Researchers at The Ohio State University have recently discovered a new way to predict the behavior of spatiotemporal chaotic systems, such as changes in Earth’s weather, that are particularly difficult for scientists to forecast using a new type of machine learning technique called next generation reservoir computing.
The research, which was recently published in the journal Chaos: An Interdisciplinary Journal of Nonlinear Science, makes use of a brand-new, highly efficient algorithm that, when combined with next-generation reservoir computing, can learn spatiotemporal chaotic systems in a fraction of the time required by traditional machine learning algorithms.
Researchers put their method to the test by predicting the behavior of an atmospheric weather model, a challenging problem that has been researched extensively in the past. The Ohio State team’s algorithm is more accurate and needs 400 to 1,250 times less training data to generate better predictions than its rival, traditional machine learning algorithms that can do the same tasks. They used a laptop running Windows 10 to make predictions in a fraction of a second, which is roughly 240,000 times faster than conventional machine learning algorithms. Their method is also less computationally expensive; whereas solving complex computing problems previously required a supercomputer.
“This is very exciting, as we believe it’s a substantial advance in terms of data processing efficiency and predictionin the field of machine learning,” said Wendson De Sa Barbosa, lead author and a postdoctoral researcher in physics at Ohio State. He said that learning to predict these extremely chaotic systems is a “physics grand challenge,” and understanding them could pave the way to new scientific discoveries and breakthroughs.
“Modern machine learning algorithms are especially well-suited for predicting dynamical systems by learning their underlying physical rules using historical data,” said De Sa Barbosa. “Once you have enough data and computational power, you can make predictions with machine learning models about any real-world complex system.” Such systems can include any physical process, from the bob of a clock’s pendulum to disruptions in power grids.

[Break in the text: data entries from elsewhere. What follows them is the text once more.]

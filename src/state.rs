//! Application state shared by the HTTP handlers.

use std::sync::Arc;
use std::time::Instant;
use tokio::sync::Semaphore;

use crate::prom::PrometheusExporter;
use crate::service::ControlService;

/// Type alias for shared application state.
pub type SharedState = Arc<AppState>;

/// State handed to every request handler.
pub struct AppState {
    pub service: ControlService,
    /// Present when the `/metrics` endpoint is enabled.
    pub exporter: Option<PrometheusExporter>,
    /// Bounds the number of calls handled at once; extra calls queue.
    pub call_slots: Semaphore,
    pub max_concurrent_calls: usize,
    /// Host start time for uptime calculation.
    pub start_time: Instant,
}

Even heart cells display chaotic spatial patterns when they oscillate at an abnormally higher frequency than a normal heartbeat, said De Sa Barbosa. That means this research could one day be used to provide better insight into controlling and interpreting heart disease, as well as a bevy of other “real-world” problems.
“If one knows the equations that accurately describe how these unique processes for a system will evolve, then its behavior could be reproduced and predicted,” he said. Simple movements, like the swing position of a clock, can be predicted easily using only its current position and velocity. Yet more complex systems, like Earth’s weather, are far more difficult to foresee due to how many variables actively dictate its chaotic behavior.
To make precise predictions of the entire system, scientists would have to have accurate information about every single one of these variables, and the model equations that describe how these many variables are related, which is altogether impossible, said De Sa Barbosa. But with their machine learning algorithm, the almost 500,000 historical training data points used in previous works for the atmospheric weather example used in this study could be reduced to only 400, while still achieving the same or better accuracy.
Going forward, De Sa Barbosa aims to further his research by using their algorithm to possibly speed up spatiotemporal simulations, he said.
“We live in a world that we still know so little about, so it’s important to recognize these high-dynamical systems and learn how to more efficiently predict them.”